It should be noted that S. coelicolor DnaA, like that of Mycobacterium tuberculosis , binds DnaA box(es), particularly weak ones, more efficiently in the presence of ATP (figure 2b(ii)). Interestingly, we found that the affinity of AdpA protein for A boxes was substantially reduced in the presence of ATP. As shown in SPR analyses (figure 2b(i)), ATP at the same concentration used for DnaA-binding experiments nearly completely abolished binding of AdpA to the AdpA boxes. To confirm this intriguing observation, we cross-linked AdpA and DNA in the presence of increasing amounts of ATP (figure 2b(iii)). In this assay, ATP prevented the formation of AdpA–DNA complexes in a concentration-dependent manner, an outcome consistent with the results obtained by SPR analysis. Interestingly, a similar effect was also observed in the presence of ADP (see electronic supplementary material, figure S1b), which suggests that the energy status (ATP/ADP) of the cell does not exert influence on binding of this protein to DNA.

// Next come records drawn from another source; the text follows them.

//! Monte Carlo analysis over the closed-trade P&L sequence.
//!
//! Each simulation reorders (or bootstrap-resamples) the trade P&L list,
//! rebuilds the equity path from starting capital, and records the total
//! return and the deepest drawdown along the way. Shuffling preserves the
//! total return (the sum is order-independent) but not the drawdown;
//! bootstrap varies both.
//!
//! Simulations are independent and fan out across the rayon pool. Each
//! draws its RNG from the master seed plus its own index, so results are
//! identical regardless of thread scheduling.
//!
//! Fewer than 2 trades leaves nothing to resample: the summary collapses
//! to the single deterministic outcome instead of failing.

use rand::rngs::StdRng;
use rand::seq::SliceRandom;
use rand::{Rng, SeedableRng};
use rayon::prelude::*;
use serde::{Deserialize, Serialize};
use thiserror::Error;
use tradelab_core::domain::TradeRecord;

#[derive(Debug, Clone, Copy, PartialEq, Eq, Default, Serialize, Deserialize)]
#[serde(rename_all = "snake_case")]
pub enum Resampling {
    /// Permute the observed trades; every simulation uses each trade once.
    #[default]
    Shuffle,
    /// Sample trades with replacement.
    Bootstrap,
}

#[derive(Debug, Clone, Serialize, Deserialize)]
pub struct MonteCarloConfig {
    pub simulations: usize,
    pub resampling: Resampling,
    pub seed: u64,
}

impl Default for MonteCarloConfig {
    fn default() -> Self {
        Self {
            simulations: 1000,
            resampling: Resampling::Shuffle,
            seed: 42,
        }
    }
}

/// One point of the return distribution, sampled every 5th percentile.
#[derive(Debug, Clone, Copy, PartialEq, Serialize, Deserialize)]
pub struct DistributionPoint {
    pub percentile: u8,
    pub return_pct: f64,
}

#[derive(Debug, Clone, Serialize, Deserialize)]
pub struct MonteCarloSummary {
    /// Requested simulation count, echoed from the config.
    pub simulations: usize,
    pub starting_capital: f64,
    pub best_return_pct: f64,
    pub worst_return_pct: f64,
    pub median_return_pct: f64,
    pub p5_return_pct: f64,
    pub p95_return_pct: f64,
    /// Fraction of simulations ending above starting capital.
    pub probability_of_profit: f64,
    /// Median of per-path deepest drawdowns, in percent (<= 0).
    pub median_max_drawdown: f64,
    /// Worst per-path deepest drawdown across all simulations.
    pub worst_max_drawdown: f64,
    /// Total return at percentiles 0, 5, ..., 100.
    pub distribution: Vec<DistributionPoint>,
}

#[derive(Debug, Error, PartialEq, Eq)]
pub enum MonteCarloError {
    #[error("monte carlo needs at least 1 simulation")]
    NoSimulations,
}

/// Run the full Monte Carlo analysis over a trade list.
pub fn run_monte_carlo(
    trades: &[TradeRecord],
    starting_capital: f64,
    config: &MonteCarloConfig,
) -> Result<MonteCarloSummary, MonteCarloError> {
    if config.simulations == 0 {
        return Err(MonteCarloError::NoSimulations);
    }
    let pnls: Vec<f64> = trades.iter().map(|trade| trade.pnl).collect();

    // With 0 or 1 trades every permutation is the identity.
    let paths: Vec<(f64, f64)> = if pnls.len() < 2 {
        vec![walk_path(starting_capital, &pnls)]
    } else {
        (0..config.simulations)
            .into_par_iter()
            .map(|i| {
                let mut rng = StdRng::seed_from_u64(config.seed.wrapping_add(i as u64));
                let sampled = resample(&pnls, config.resampling, &mut rng);
                walk_path(starting_capital, &sampled)
            })
            .collect()
    };

    let mut returns: Vec<f64> = paths
        .iter()
        .map(|&(final_equity, _)| (final_equity - starting_capital) / starting_capital * 100.0)
        .collect();
    let mut drawdowns: Vec<f64> = paths.iter().map(|&(_, drawdown)| drawdown).collect();
    returns.sort_by(|a, b| a.total_cmp(b));
    drawdowns.sort_by(|a, b| a.total_cmp(b));

    let profitable = returns.iter().filter(|&&r| r > 0.0).count();
    let distribution = (0..=100)
        .step_by(5)
        .map(|p| DistributionPoint {
            percentile: p as u8,
            return_pct: percentile(&returns, p as f64),
        })
        .collect();

    Ok(MonteCarloSummary {
        // Echoes the request even when <2 trades collapse to one path.
        simulations: config.simulations,
        starting_capital,
        best_return_pct: returns[returns.len() - 1],
        worst_return_pct: returns[0],
        median_return_pct: percentile(&returns, 50.0),
        p5_return_pct: percentile(&returns, 5.0),
        p95_return_pct: percentile(&returns, 95.0),
        probability_of_profit: profitable as f64 / returns.len() as f64,
        median_max_drawdown: percentile(&drawdowns, 50.0),
        worst_max_drawdown: drawdowns[0],
        distribution,
    })
}

fn resample(pnls: &[f64], resampling: Resampling, rng: &mut StdRng) -> Vec<f64> {
    match resampling {
        Resampling::Shuffle => {
            let mut sampled = pnls.to_vec();
            sampled.shuffle(rng);
            sampled
        }
        Resampling::Bootstrap => (0..pnls.len())
            .map(|_| pnls[rng.gen_range(0..pnls.len())])
            .collect(),
    }
}

/// (final equity, deepest percent drawdown) of one cumulative P&L path.
fn walk_path(starting_capital: f64, pnls: &[f64]) -> (f64, f64) {
    let mut equity = starting_capital;
    let mut peak = starting_capital;
    let mut worst = 0.0_f64;
    for pnl in pnls {
        equity += pnl;
        peak = peak.max(equity);
        if peak > 0.0 {
            worst = worst.min((equity - peak) / peak * 100.0);
        }
    }
    (equity, worst)
}

/// Linear-interpolation percentile over a sorted slice.
///
/// rank = p/100 * (n-1); fractional ranks interpolate between neighbors.
pub fn percentile(sorted: &[f64], p: f64) -> f64 {
    debug_assert!(!sorted.is_empty());
    if sorted.len() == 1 {
        return sorted[0];
    }
    let rank = (p / 100.0).clamp(0.0, 1.0) * (sorted.len() - 1) as f64;
    let lower = rank.floor() as usize;
    let upper = (lower + 1).min(sorted.len() - 1);
    let frac = rank - lower as f64;
    sorted[lower] + frac * (sorted[upper] - sorted[lower])
}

In summary, our results show that AdpA and DnaA proteins compete for oriC-binding in an ATP-dependent complementary manner, such that the presence of ATP favours DnaA binding, and the absence of ATP favours AdpA binding.

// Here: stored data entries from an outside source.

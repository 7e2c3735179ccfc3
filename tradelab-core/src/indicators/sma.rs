//! Simple Moving Average (SMA) over close prices, and its volume twin.
//!
//! Rolling mean over a lookback window, computed with a running sum.
//! Lookback: period - 1 (first valid value at index period-1).

use super::Indicator;
use crate::domain::Bar;

#[derive(Debug, Clone)]
pub struct Sma {
    period: usize,
    name: String,
}

impl Sma {
    pub fn new(period: usize) -> Self {
        assert!(period >= 1, "SMA period must be >= 1");
        Self {
            period,
            name: format!("sma_{period}"),
        }
    }
}

impl Indicator for Sma {
    fn name(&self) -> &str {
        &self.name
    }

    fn lookback(&self) -> usize {
        self.period.saturating_sub(1)
    }

    fn compute(&self, bars: &[Bar]) -> Vec<f64> {
        rolling_mean(bars, self.period, |bar| bar.close)
    }
}

/// SMA of bar volume — the "average volume" input of the volume-spike filter.
#[derive(Debug, Clone)]
pub struct VolumeSma {
    period: usize,
    name: String,
}

impl VolumeSma {
    pub fn new(period: usize) -> Self {
        assert!(period >= 1, "volume SMA period must be >= 1");
        Self {
            period,
            name: format!("volume_sma_{period}"),
        }
    }
}

impl Indicator for VolumeSma {
    fn name(&self) -> &str {
        &self.name
    }

    fn lookback(&self) -> usize {
        self.period.saturating_sub(1)
    }

    fn compute(&self, bars: &[Bar]) -> Vec<f64> {
        rolling_mean(bars, self.period, |bar| bar.volume as f64)
    }
}

fn rolling_mean(bars: &[Bar], period: usize, value: impl Fn(&Bar) -> f64) -> Vec<f64> {
    let n = bars.len();
    let mut result = vec![f64::NAN; n];

    if n < period {
        return result;
    }

    let mut sum = 0.0;
    for bar in bars.iter().take(period) {
        sum += value(bar);
    }
    result[period - 1] = sum / period as f64;

    for i in period..n {
        sum = sum - value(&bars[i - period]) + value(&bars[i]);
        result[i] = sum / period as f64;
    }

    result
}

#[cfg(test)]
mod tests {
    use super::*;
    use crate::indicators::{assert_approx, make_bars, DEFAULT_EPSILON};

    #[test]
    fn sma_5_basic() {
        let bars = make_bars(&[10.0, 11.0, 12.0, 13.0, 14.0, 15.0, 16.0]);
        let result = Sma::new(5).compute(&bars);

        assert_eq!(result.len(), 7);
        for i in 0..4 {
            assert!(result[i].is_nan(), "expected NaN at index {i}");
        }
        assert_approx(result[4], 12.0, DEFAULT_EPSILON);
        assert_approx(result[5], 13.0, DEFAULT_EPSILON);
        assert_approx(result[6], 14.0, DEFAULT_EPSILON);
    }

    #[test]
    fn sma_1_is_close() {
        let bars = make_bars(&[100.0, 200.0, 300.0]);
        let result = Sma::new(1).compute(&bars);
        assert_approx(result[0], 100.0, DEFAULT_EPSILON);
        assert_approx(result[1], 200.0, DEFAULT_EPSILON);
        assert_approx(result[2], 300.0, DEFAULT_EPSILON);
    }

    #[test]
    fn sma_lookback() {
        assert_eq!(Sma::new(20).lookback(), 19);
        assert_eq!(Sma::new(1).lookback(), 0);
    }

    #[test]
    fn sma_too_few_bars() {
        let bars = make_bars(&[10.0, 11.0]);
        let result = Sma::new(5).compute(&bars);
        assert!(result.iter().all(|v| v.is_nan()));
    }

    #[test]
    fn volume_sma_averages_volume() {
        let mut bars = make_bars(&[10.0, 10.0, 10.0, 10.0]);
        bars[0].volume = 1000;
        bars[1].volume = 2000;
        bars[2].volume = 3000;
        bars[3].volume = 4000;
        let result = VolumeSma::new(3).compute(&bars);
        assert!(result[0].is_nan());
        assert!(result[1].is_nan());
        assert_approx(result[2], 2000.0, DEFAULT_EPSILON);
        assert_approx(result[3], 3000.0, DEFAULT_EPSILON);
    }
}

3.4. Mutation of an AdpA-binding motif within oriC influences colony maturation and replication rate
Because AdpA, acting as a transcription factor, binds promoters of many genes that are important for the formation of aerial hyphae [21,22], we expected that binding of AdpA to the oriC region might also have a specific function during differentiation of Streptomyces. To investigate the biological role of AdpA–oriC complex formation, we constructed the S. coelicolor ΔA1A2 strain, in which a mutation of the overlapping A1 and A2 boxes (the same mutation as described earlier) was introduced within the native oriC locus (for details see electronic supplementary material). The mutant formed aerial hyphae (visible as a white confluent fluffy layer) substantially earlier than the wild-type strain, particularly on R2YE medium (figure 3a): aerial hyphae were already noticeable within 52 h, whereas an aerial hyphal layer was poorly visible even at 91 h in the wild-type strain (figure 3a). The expression profile of the adpA gene was not altered in the mutant strain compared with the wild-type strain (data not shown), ruling out unexpected changes in adpA expression as an explanation for the accelerated development.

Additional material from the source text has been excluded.